57話 エピローグ
あまりにも呆気なく、国王は死んだ。
浩二はあの後、激しい虚無感に襲われたあまり、塔の地下にある火薬庫に火を放って塔自体を破壊した。
そして2日経った今は、クラウスト内で一番高い高層マンションの屋上に身を潜めていた。
食糧は3日分だけ調達した。武器弾薬は無いが、紅剣とエピ・ソードがあれば問題なかった。
いつまでもぐずぐずしてはいられない、そう思った浩二だったが、ここから離れても何をすればいいのかが分からなかった。
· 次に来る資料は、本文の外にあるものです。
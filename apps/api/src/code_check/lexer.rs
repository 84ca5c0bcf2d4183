//! Single-pass lexer that separates code from string literals and comments.
//!
//! Every byte of the input lands in exactly one token, so concatenating the
//! token texts gives back the source. Structural checks run over views built
//! from these tokens instead of over the raw text, which keeps code samples
//! embedded in strings or comments from triggering false findings.

use crate::code_check::models::Language;

#[derive(Debug, Clone, Copy, PartialEq, Eq)]
pub enum TokenKind {
    Code,
    Str,
    Comment,
}

#[derive(Debug, Clone, Copy, PartialEq, Eq)]
pub struct Token<'a> {
    pub kind: TokenKind,
    pub text: &'a str,
}

/// How backtick-delimited literals behave.
#[derive(Debug, Clone, Copy, PartialEq, Eq)]
enum Backtick {
    None,
    /// Template literal, backslash escapes apply (JavaScript, TypeScript).
    Template,
    /// Raw string, no escapes (Go).
    Raw,
}

/// Comment and string delimiters of one language.
#[derive(Debug, Clone, Copy)]
pub struct Syntax {
    line_comments: &'static [&'static str],
    block_comment: Option<(&'static str, &'static str)>,
    quotes: &'static [char],
    multiline_quotes: bool,
    triple_quotes: bool,
    backtick: Backtick,
}

impl Syntax {
    pub fn for_language(language: Language) -> Self {
        const C_STYLE: Option<(&str, &str)> = Some(("/*", "*/"));
        match language {
            Language::Php => Syntax {
                line_comments: &["//", "#"],
                block_comment: C_STYLE,
                quotes: &['"', '\''],
                multiline_quotes: true,
                triple_quotes: false,
                backtick: Backtick::None,
            },
            Language::Python => Syntax {
                line_comments: &["#"],
                block_comment: None,
                quotes: &['"', '\''],
                multiline_quotes: false,
                triple_quotes: true,
                backtick: Backtick::None,
            },
            Language::Ruby => Syntax {
                line_comments: &["#"],
                block_comment: Some(("=begin", "=end")),
                quotes: &['"', '\''],
                multiline_quotes: true,
                triple_quotes: false,
                backtick: Backtick::None,
            },
            Language::Javascript | Language::Typescript => Syntax {
                line_comments: &["//"],
                block_comment: C_STYLE,
                quotes: &['"', '\''],
                multiline_quotes: false,
                triple_quotes: false,
                backtick: Backtick::Template,
            },
            Language::Go => Syntax {
                line_comments: &["//"],
                block_comment: C_STYLE,
                quotes: &['"', '\''],
                multiline_quotes: false,
                triple_quotes: false,
                backtick: Backtick::Raw,
            },
            // `'` starts lifetimes as well as chars, so only `"` is a string.
            Language::Rust => Syntax {
                line_comments: &["//"],
                block_comment: C_STYLE,
                quotes: &['"'],
                multiline_quotes: false,
                triple_quotes: false,
                backtick: Backtick::None,
            },
            Language::Kotlin => Syntax {
                line_comments: &["//"],
                block_comment: C_STYLE,
                quotes: &['"', '\''],
                multiline_quotes: false,
                triple_quotes: true,
                backtick: Backtick::None,
            },
            Language::Java | Language::Csharp | Language::Cpp => Syntax {
                line_comments: &["//"],
                block_comment: C_STYLE,
                quotes: &['"', '\''],
                multiline_quotes: false,
                triple_quotes: false,
                backtick: Backtick::None,
            },
        }
    }

    /// Length in bytes of a comment or string starting at the head of `rest`.
    fn non_code_at(&self, rest: &str) -> Option<(TokenKind, usize)> {
        if let Some((open, close)) = self.block_comment {
            if rest.starts_with(open) {
                let body = &rest[open.len()..];
                let len = body
                    .find(close)
                    .map(|p| open.len() + p + close.len())
                    .unwrap_or(rest.len());
                return Some((TokenKind::Comment, len));
            }
        }

        if self.line_comments.iter().any(|m| rest.starts_with(m)) {
            // The newline itself stays in code so line structure survives.
            let len = rest.find('\n').unwrap_or(rest.len());
            return Some((TokenKind::Comment, len));
        }

        if self.triple_quotes {
            for delim in ["\"\"\"", "'''"] {
                if rest.starts_with(delim) {
                    let body = &rest[delim.len()..];
                    let len = body
                        .find(delim)
                        .map(|p| delim.len() + p + delim.len())
                        .unwrap_or(rest.len());
                    return Some((TokenKind::Str, len));
                }
            }
        }

        let first = rest.chars().next()?;
        if self.quotes.contains(&first) {
            return Some((
                TokenKind::Str,
                quoted_len(rest, first, true, self.multiline_quotes),
            ));
        }
        if first == '`' {
            match self.backtick {
                Backtick::Template => return Some((TokenKind::Str, quoted_len(rest, '`', true, true))),
                Backtick::Raw => return Some((TokenKind::Str, quoted_len(rest, '`', false, true))),
                Backtick::None => {}
            }
        }
        None
    }
}

/// Length of a quoted literal starting with `quote` at the head of `rest`.
///
/// Unterminated single-line literals end at the newline, which is left to
/// the following code token.
fn quoted_len(rest: &str, quote: char, escapes: bool, multiline: bool) -> usize {
    let mut chars = rest.char_indices().skip(1);
    while let Some((idx, ch)) = chars.next() {
        if escapes && ch == '\\' {
            chars.next();
            continue;
        }
        if ch == quote {
            return idx + ch.len_utf8();
        }
        if ch == '\n' && !multiline {
            return idx;
        }
    }
    rest.len()
}

/// Splits `source` into code, string and comment tokens.
pub fn lex<'a>(source: &'a str, syntax: &Syntax) -> Vec<Token<'a>> {
    let mut tokens = Vec::new();
    let mut code_start = 0;
    let mut i = 0;

    while i < source.len() {
        let rest = &source[i..];
        if let Some((kind, len)) = syntax.non_code_at(rest) {
            if code_start < i {
                tokens.push(Token {
                    kind: TokenKind::Code,
                    text: &source[code_start..i],
                });
            }
            tokens.push(Token {
                kind,
                text: &source[i..i + len],
            });
            i += len;
            code_start = i;
            continue;
        }
        i += rest.chars().next().map(char::len_utf8).unwrap_or(1);
    }

    if code_start < source.len() {
        tokens.push(Token {
            kind: TokenKind::Code,
            text: &source[code_start..],
        });
    }
    tokens
}

/// The views of one submission that language rules inspect.
#[derive(Debug, Clone)]
pub struct SourceView<'a> {
    /// Submitted code, trimmed.
    pub raw: &'a str,
    /// Strings collapsed to empty literals, comments removed.
    pub code: String,
    /// Comments removed, strings kept.
    pub without_comments: String,
}

impl<'a> SourceView<'a> {
    /// Builds the views of `source`.
    ///
    /// The views are lexed from the untrimmed source, so line numbers match
    /// the submission even when it starts with blank lines.
    pub fn new(source: &'a str, language: Language) -> Self {
        let raw = source.trim();
        let tokens = lex(source, &Syntax::for_language(language));
        let mut code = String::with_capacity(source.len());
        let mut without_comments = String::with_capacity(source.len());

        for token in &tokens {
            let newlines = "\n".repeat(token.text.matches('\n').count());
            match token.kind {
                TokenKind::Code => {
                    code.push_str(token.text);
                    without_comments.push_str(token.text);
                }
                TokenKind::Str => {
                    code.push_str("\"\"");
                    code.push_str(&newlines);
                    without_comments.push_str(token.text);
                }
                TokenKind::Comment => {
                    code.push_str(&newlines);
                    without_comments.push_str(&newlines);
                }
            }
        }

        Self {
            raw,
            code,
            without_comments,
        }
    }
}

/// 1-based line number of a byte offset.
pub fn line_of(text: &str, offset: usize) -> usize {
    text[..offset.min(text.len())].matches('\n').count() + 1
}

#[cfg(test)]
mod tests {
    use super::*;
    use pretty_assertions::assert_eq;

    fn kinds(source: &str, language: Language) -> Vec<(TokenKind, &str)> {
        lex(source, &Syntax::for_language(language))
            .into_iter()
            .map(|t| (t.kind, t.text))
            .collect()
    }

    #[test]
    fn test_lex_is_lossless() {
        let src = "<?php\n// note $a\n$b = \"x $c\"; /* $d */ echo $b; # tail";
        let tokens = lex(src, &Syntax::for_language(Language::Php));
        let rebuilt: String = tokens.iter().map(|t| t.text).collect();
        assert_eq!(rebuilt, src);
    }

    #[test]
    fn test_comment_delimiter_inside_string_stays_string() {
        let toks = kinds("x = \"a // b\" // c", Language::Javascript);
        assert_eq!(
            toks,
            vec![
                (TokenKind::Code, "x = "),
                (TokenKind::Str, "\"a // b\""),
                (TokenKind::Code, " "),
                (TokenKind::Comment, "// c"),
            ]
        );
    }

    #[test]
    fn test_quote_inside_comment_stays_comment() {
        let toks = kinds("# don't\nx = 1", Language::Python);
        assert_eq!(toks[0], (TokenKind::Comment, "# don't"));
        assert_eq!(toks[1], (TokenKind::Code, "\nx = 1"));
    }

    #[test]
    fn test_python_triple_string_spans_lines() {
        let toks = kinds("s = \"\"\"a\nb\"\"\"\nprint(s)", Language::Python);
        assert_eq!(toks[1], (TokenKind::Str, "\"\"\"a\nb\"\"\""));
    }

    #[test]
    fn test_escaped_quote_does_not_close_string() {
        let toks = kinds(r#"$a = "say \"hi\""; $b"#, Language::Php);
        assert_eq!(toks[1], (TokenKind::Str, r#""say \"hi\"""#));
    }

    #[test]
    fn test_unterminated_string_ends_at_newline() {
        let toks = kinds("a = 'oops\nb = 2", Language::Python);
        assert_eq!(toks[1], (TokenKind::Str, "'oops"));
        assert_eq!(toks[2], (TokenKind::Code, "\nb = 2"));
    }

    #[test]
    fn test_rust_lifetimes_are_code() {
        let toks = kinds("fn f<'a>(x: &'a str) {}", Language::Rust);
        assert_eq!(toks.len(), 1);
        assert_eq!(toks[0].0, TokenKind::Code);
    }

    #[test]
    fn test_go_raw_string() {
        let toks = kinds("s := `a\\`", Language::Go);
        assert_eq!(toks[1], (TokenKind::Str, "`a\\`"));
    }

    #[test]
    fn test_source_view_keeps_line_numbers() {
        let view = SourceView::new("/* a\nb */\n$x = 'q\nr';\necho $y;", Language::Php);
        assert_eq!(view.code.lines().count(), view.raw.lines().count());
        assert!(!view.code.contains("q"));
        assert!(view.without_comments.contains("'q\nr'"));
        assert_eq!(line_of(&view.code, view.code.find("$y").unwrap()), 5);
    }

    #[test]
    fn test_source_view_counts_leading_blank_lines() {
        let view = SourceView::new("\n\n<?php\necho $x;\n", Language::Php);
        assert_eq!(view.raw, "<?php\necho $x;");
        assert_eq!(line_of(&view.code, view.code.find("$x").unwrap()), 4);
    }

    #[test]
    fn test_multibyte_text_is_handled() {
        let src = "# yorum: ğüşıöç\nprint(\"merhaba dünya\")";
        let view = SourceView::new(src, Language::Python);
        assert_eq!(view.code, "\nprint(\"\")");
    }
}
考えれば、芽衣は死んだし、雷希は解放軍に所属している。輝に関してはミラという名前で軍を率いている。
頼れる人間は、もうどこにもいない。
暗殺者というのは、こういう運命なのかもしれない。
不意に、屋上へと繋がる階段の扉が開いた。
はっとした。気配すら感じなかったのは、浩二が気を抜いていたからだろう。
扉の場所には、1人の女性が立っていた。
少し赤みがかった髪は腰まであり、顔が驚くほど芽衣に似ていた。だが背は高く、浩二とあまり変わらない。
「吉樹浩二、で合ってるよね」
腰のホルスターから、瞬時にハンドガンが抜かれた。浩二もそれに合わせてガバメントを抜いたが、すぐに勝てないと悟った。
「……付いてきなさい、あなたに用があるの」
微笑んだその女は、銃を仕舞うと、階段を駆け下りていく。
浩二は少し何かを考えた後、銃を仕舞ってその後を追いかけた。